On galaxy and cosmological scales, we measure how gas and stars move within galaxies to study how galaxies form their characteristic shapes of flat discs, spiral arms and central bulges, and how these change as galaxies collide and merge to grow larger elliptical galaxies. We study the supermassive black holes that lurk in galaxy cores, to understand how they form and grow, and how their huge output of energy and radiation affects the host galaxy evolution. We study how gravity works both within galaxies and across the wider universe. Stars orbit in galaxies so fast that there appears to be too little mass to hold galaxies together, and our expanding universe appears to be accelerating. We understand gravity well enough to send space probes to other planets, but to understand these larger scale puzzles we investigate alternatives to current ideas of Dark Matter and Dark Energy, comparing our predictions with observations to test how gravity works.

Our research creates two major kinds of impact, engagement with the public as well as knowledge exchange with industrial and interdisciplinary partners. A range of initiatives have been developed over the past few years, outlined in detail in the 'Pathways to Impact' section in the application document. Our activities are coordinated through a developing public engagement strategy supported by the School of Physics & Astronomy and the University of St Andrews.

In terms of public engagement, our work includes engagement with local schools, in particular those in deprived areas in Fife, participating in university-wide successful outreach programs, as well as presence at exhibitions and festivals. Our research work is widely and frequently presented in the national and world-wide media, both as news reports and features in major newspapers, magazines, radio, and TV stations. Members of our group have published several popular science books in recent years.

Four particular initiatives will be highlighted in the following. The university observatory, supervised by Scholz, is a key attraction for the public and hosts numerous events and open nights every year. In particular, the historic, and yet still active James Gregory Telescope, Scotland's largest telescope, attracts about 1000 visitors every year, with an ever-growing social-media presence.

The prominent project Shine, launched in 2015 and led by Weijmans, supported through an STFC Leadership Fellowship in Public Engagement, links science, arts, and music through a multi-faceted program.

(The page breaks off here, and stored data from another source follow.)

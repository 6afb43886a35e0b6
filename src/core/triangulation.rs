//! A constrained Delaunay triangulation of the plane.
//!
//! [`Cdt`] stores vertices and faces in slotmap arenas; handles are
//! generational keys, so a destroyed face can never be confused with a later
//! one that reuses its slot. The structure follows the classic design with a
//! single infinite vertex: every convex-hull edge is shared with an infinite
//! face, which lets point insertion, conflict-zone computation and face
//! circulation treat the hull like any other part of the triangulation.
//!
//! Faces store their three vertices counterclockwise, the neighbor across
//! each edge (`neighbor(i)` is opposite `vertex(i)`), one constraint bit per
//! edge (kept symmetric with the twin edge) and the `marked` bit owned by the
//! mesh refinement engine.
//!
//! Insertion is conflict-zone based: locate the point by a straight walk,
//! grow the set of faces whose circumscribing disks contain it (never
//! crossing a constrained edge), then retriangulate the hole by fanning new
//! faces around the point ([`Cdt::insert`], [`Triangulation2::star_hole`]).
//! Constraints between existing vertices are forced by edge flips and the
//! affected region is re-legalized afterwards.

use slotmap::{SlotMap, new_key_type};
use std::collections::VecDeque;
use thiserror::Error;

use crate::core::collections::{FastHashMap, FastHashSet, fast_hash_map_with_capacity};
use crate::core::traits::triangulation2::{ConflictZone, Triangulation2, ccw, cw};
use crate::geometry::point::Point2;
use crate::geometry::predicates::{
    InCircle, circumcenter, collinear_between, in_circle, orient2d,
};

new_key_type! {
    /// Key of a vertex in the triangulation's vertex arena.
    pub struct VertexKey;
}

new_key_type! {
    /// Key of a face in the triangulation's face arena.
    ///
    /// Keys are generational: a face destroyed by retriangulation invalidates
    /// its key even if the slot is later reused.
    pub struct FaceKey;
}

/// Errors reported by triangulation mutations.
#[derive(Clone, Debug, Error, PartialEq, Eq)]
pub enum TriangulationError {
    /// A constraint was requested between a vertex and itself.
    #[error("constraint endpoints coincide")]
    CoincidentConstraintEndpoints,
    /// The triangulation has no faces yet (fewer than three non-collinear
    /// vertices), so the operation is meaningless.
    #[error("triangulation has no faces yet")]
    MissingFaces,
    /// A new constraint would cross an existing constrained edge.
    #[error("constraint intersects an existing constrained edge")]
    IntersectingConstraints,
}
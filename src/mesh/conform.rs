//! Gabriel conformance of constrained edges.
//!
//! A constrained edge is *locally Gabriel* when neither of the two vertices
//! facing it lies strictly inside its diametral disk. The refinement engine
//! keeps every constrained edge locally Gabriel by splitting encroached
//! edges; [`Conformer`] holds the queue of edges waiting for a split and the
//! cluster bookkeeping that decides where the split lands.
//!
//! Queue entries are vertex pairs, not edge handles: edge handles go stale
//! whenever a nearby insertion retriangulates the region, while the vertices
//! survive. An entry whose vertices no longer span a constrained edge is
//! simply dropped when popped; the subedges it was split into were examined
//! at split time.

use std::collections::VecDeque;

use crate::core::collections::FastHashSet;
use crate::core::traits::triangulation2::{Triangulation2, ccw, cw};
use crate::geometry::point::Point2;
use crate::geometry::predicates::{encroaches, squared_distance};
use crate::mesh::cluster::{Cluster, ClusterMap, detect_clusters};

/// Conformance state: the pending-edge queue and the cluster map.
#[derive(Debug, Clone)]
pub struct Conformer<Tri: Triangulation2> {
    pending: VecDeque<(Tri::VertexHandle, Tri::VertexHandle)>,
    clusters: ClusterMap<Tri::VertexHandle>,
}

impl<Tri: Triangulation2> Default for Conformer<Tri> {
    fn default() -> Self {
        Self::new()
    }
}

impl<Tri: Triangulation2> Conformer<Tri> {
    /// Creates an empty conformer.
    #[must_use]
    pub fn new() -> Self {
        Self {
            pending: VecDeque::new(),
            clusters: ClusterMap::new(),
        }
    }

    /// Detects clusters and enqueues every constrained edge that is not
    /// locally Gabriel. Called by the engine's `init`.
    pub fn init(&mut self, tri: &Tri) {
        self.pending.clear();
        self.clusters = detect_clusters(tri);
        for (f, i) in tri.constrained_edges() {
            if !is_locally_gabriel(tri, f, i) {
                let va = tri.face_vertex(f, cw(i));
                let vb = tri.face_vertex(f, ccw(i));
                self.pending.push_back((va, vb));
            }
        }
    }

    /// True iff no pending edge remains.
    #[must_use]
    pub fn is_conformed(&self) -> bool {
        self.pending.is_empty()
    }

    /// Number of pending entries (stale ones included).
    #[must_use]
    pub fn pending_len(&self) -> usize {
        self.pending.len()
    }

    /// Enqueues the constrained edge `(va, vb)` for splitting.
    pub fn add_constrained_edge_to_be_conformed(
        &mut self,
        va: Tri::VertexHandle,
        vb: Tri::VertexHandle,
    ) {
        self.pending.push_back((va, vb));
    }

    /// Pops the next pending entry, stale or not.
    pub fn pop_pending(&mut self) -> Option<(Tri::VertexHandle, Tri::VertexHandle)> {
        self.pending.pop_front()
    }

    /// The cluster at `va` containing the edge towards `vb`, if the segment
    /// lies in a small-angle fan at `va`.
    #[must_use]
    pub fn get_cluster(
        &self,
        va: Tri::VertexHandle,
        vb: Tri::VertexHandle,
    ) -> Option<&Cluster<Tri::VertexHandle>> {
        self.clusters.get(va, vb)
    }

    /// Updates the cluster map after the constrained edge `(va, vb)` was
    /// split at the new vertex `vm`: in a cluster at either endpoint, the
    /// near subedge replaces the original member.
    pub fn note_split(
        &mut self,
        tri: &Tri,
        va: Tri::VertexHandle,
        vb: Tri::VertexHandle,
        vm: Tri::VertexHandle,
    ) {
        self.clusters
            .update_after_split(va, vb, vm, tri.point(va), |v| tri.point(v));
        self.clusters
            .update_after_split(vb, va, vm, tri.point(vb), |v| tri.point(v));
    }

    /// Drops all pending edges and clusters.
    pub fn clear(&mut self) {
        self.pending.clear();
        self.clusters.clear();
    }
}

/// True iff neither vertex facing the edge `(f, i)` strictly encroaches it.
#[must_use]
pub fn is_locally_gabriel<Tri: Triangulation2>(tri: &Tri, f: Tri::FaceHandle, i: usize) -> bool {
    let a = tri.point(tri.face_vertex(f, cw(i)));
    let b = tri.point(tri.face_vertex(f, ccw(i)));
    let near = tri.face_vertex(f, i);
    if !tri.is_infinite_vertex(near) && encroaches(tri.point(near), a, b) {
        return false;
    }
    let g = tri.neighbor(f, i);
    let far = tri.face_vertex(g, tri.mirror_index(f, i));
    !(!tri.is_infinite_vertex(far) && encroaches(tri.point(far), a, b))
}

/// True iff inserting `p` would leave the constrained edge `(f, i)` locally
/// Gabriel, i.e. `p` does not strictly encroach it.
#[must_use]
pub fn is_locally_gabriel_conform<Tri: Triangulation2>(
    tri: &Tri,
    f: Tri::FaceHandle,
    i: usize,
    p: Point2,
) -> bool {
    let a = tri.point(tri.face_vertex(f, cw(i)));
    let b = tri.point(tri.face_vertex(f, ccw(i)));
    !encroaches(p, a, b)
}

/// Split point for the cluster edge `(apex, far)`: the distance from the
/// apex snaps to the power of two nearest to half the edge length, so that
/// repeated splits of a fan land on common concentric shells.
#[must_use]
pub fn shell_split_point(apex: Point2, far: Point2) -> Point2 {
    let len = squared_distance(apex, far).sqrt();
    let shell = (len * 0.5).log2().round().exp2();
    apex.lerp(far, shell / len)
}

/// Constrained edges in the star of `v` that are not locally Gabriel, each
/// reported once. After an insertion this is exactly the set of edges whose
/// facing vertices changed, so enqueueing them restores the conformance
/// invariant.
#[must_use]
pub fn encroached_edges_around<Tri: Triangulation2>(
    tri: &Tri,
    v: Tri::VertexHandle,
) -> Vec<(Tri::VertexHandle, Tri::VertexHandle)> {
    let mut seen = FastHashSet::default();
    let mut out = Vec::new();
    for g in tri.incident_faces(v) {
        for j in 0..3 {
            if !tri.is_constrained(g, j) {
                continue;
            }
            let ea = tri.face_vertex(g, cw(j));
            let eb = tri.face_vertex(g, ccw(j));
            let key = if ea < eb { (ea, eb) } else { (eb, ea) };
            if seen.insert(key) && !is_locally_gabriel(tri, g, j) {
                out.push((ea, eb));
            }
        }
    }
    out
}

#[cfg(test)]
mod tests {
    use super::*;
    use crate::core::triangulation::Cdt;
    use approx::assert_relative_eq;

    #[test]
    fn square_boundary_is_locally_gabriel() {
        let mut cdt = Cdt::new();
        let a = cdt.insert(Point2::new(0.0, 0.0));
        let b = cdt.insert(Point2::new(1.0, 0.0));
        let c = cdt.insert(Point2::new(1.0, 1.0));
        let d = cdt.insert(Point2::new(0.0, 1.0));
        for (u, v) in [(a, b), (b, c), (c, d), (d, a)] {
            cdt.insert_constraint(u, v).unwrap();
        }
        for (f, i) in cdt.constrained_edges() {
            assert!(is_locally_gabriel(&cdt, f, i));
        }
        let mut conformer: Conformer<Cdt> = Conformer::new();
        conformer.init(&cdt);
        assert!(conformer.is_conformed());
    }

    #[test]
    fn vertex_near_an_edge_encroaches_it() {
        let mut cdt = Cdt::new();
        let a = cdt.insert(Point2::new(0.0, 0.0));
        let b = cdt.insert(Point2::new(1.0, 0.0));
        let c = cdt.insert(Point2::new(1.0, 1.0));
        let d = cdt.insert(Point2::new(0.0, 1.0));
        for (u, v) in [(a, b), (b, c), (c, d), (d, a)] {
            cdt.insert_constraint(u, v).unwrap();
        }
        // Deep inside the diametral disk of the left edge.
        cdt.insert(Point2::new(0.05, 0.5));
        let (f, i) = cdt.is_edge(d, a).unwrap();
        assert!(!is_locally_gabriel(&cdt, f, i));
        let mut conformer: Conformer<Cdt> = Conformer::new();
        conformer.init(&cdt);
        assert!(!conformer.is_conformed());
        assert_eq!(conformer.pending_len(), 1);
    }

    #[test]
    fn shell_split_snaps_to_powers_of_two() {
        let apex = Point2::new(0.0, 0.0);
        let far = Point2::new(1.3, 0.0);
        let p = shell_split_point(apex, far);
        // Half the length is 0.65; the nearest power of two is 0.5.
        assert_relative_eq!(p.x, 0.5, max_relative = 1e-12);
        assert_relative_eq!(p.y, 0.0);

        let far = Point2::new(3.1, 0.0);
        let p = shell_split_point(apex, far);
        // Half the length is 1.55; the nearest power of two is 2.0.
        assert_relative_eq!(p.x, 2.0, max_relative = 1e-12);
    }

    #[test]
    fn shell_split_stays_inside_the_segment() {
        let apex = Point2::new(2.0, -1.0);
        for len in [0.001, 0.37, 1.0, 5.0, 1234.5] {
            let far = Point2::new(2.0 + len, -1.0);
            let p = shell_split_point(apex, far);
            assert!(p.x > apex.x && p.x < far.x, "split left the segment at length {len}");
        }
    }

    #[test]
    fn stale_pending_entries_report_not_conformed_until_popped() {
        let mut cdt = Cdt::new();
        let a = cdt.insert(Point2::new(0.0, 0.0));
        let b = cdt.insert(Point2::new(1.0, 0.0));
        cdt.insert(Point2::new(0.5, 1.0));
        cdt.insert_constraint(a, b).unwrap();
        let mut conformer: Conformer<Cdt> = Conformer::new();
        conformer.add_constrained_edge_to_be_conformed(a, b);
        assert!(!conformer.is_conformed());
        assert_eq!(conformer.pop_pending(), Some((a, b)));
        assert!(conformer.is_conformed());
    }
}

It includes among others the creation of new science-themed music as well as exhibits by local artist Tim Fitzpatrick.

The Scottish Sloan Digital Sky Survey Planets for Education project, led by Tojeiro, teaches astrophysical concepts to secondary school children, using the Sloan observing plates as hands-on material. Apart from school visits, this program delivers workshops for teachers. The project will expand in the following years.

Our mobile planetarium, run entirely by PhD students, visits local schools to enhance education in astronomy -- this is a long-standing initiative with a successful track record spanning more than 20 years.

In terms of Knowledge Exchange, we highlight here two particular initiatives:

First, we have a long standing collaboration with Ninewells Hospital in Dundee on photodynamic therapy for the treatment of skin cancer, using Monte Carlo simulations of light propagation through human tissue. Recently this has been extended to other projects including PDT for brain cancer, determining DNA damage due to tanning salons, in silico testing of new ultraviolet light sources for treating chronic skin conditions, and the effects of sunscreen on the build up of Vitamin D in skin.

Second, our local 0.94m James Gregory Telescope is used to discover space debris in geosynchronous and Molniya orbits, in collaboration with SpaceInsight, a company providing observations and tracking of man-made near-Earth objects, and supported by the UK Space Agency, the European Space Agency, and the Defense Science & Technology Laboratory. Building on this collaboration, we are currently installing a new remotely controlled telescope on the grounds of the observatory in St Andrews, supported by an STFC Impact Accelerator Grant.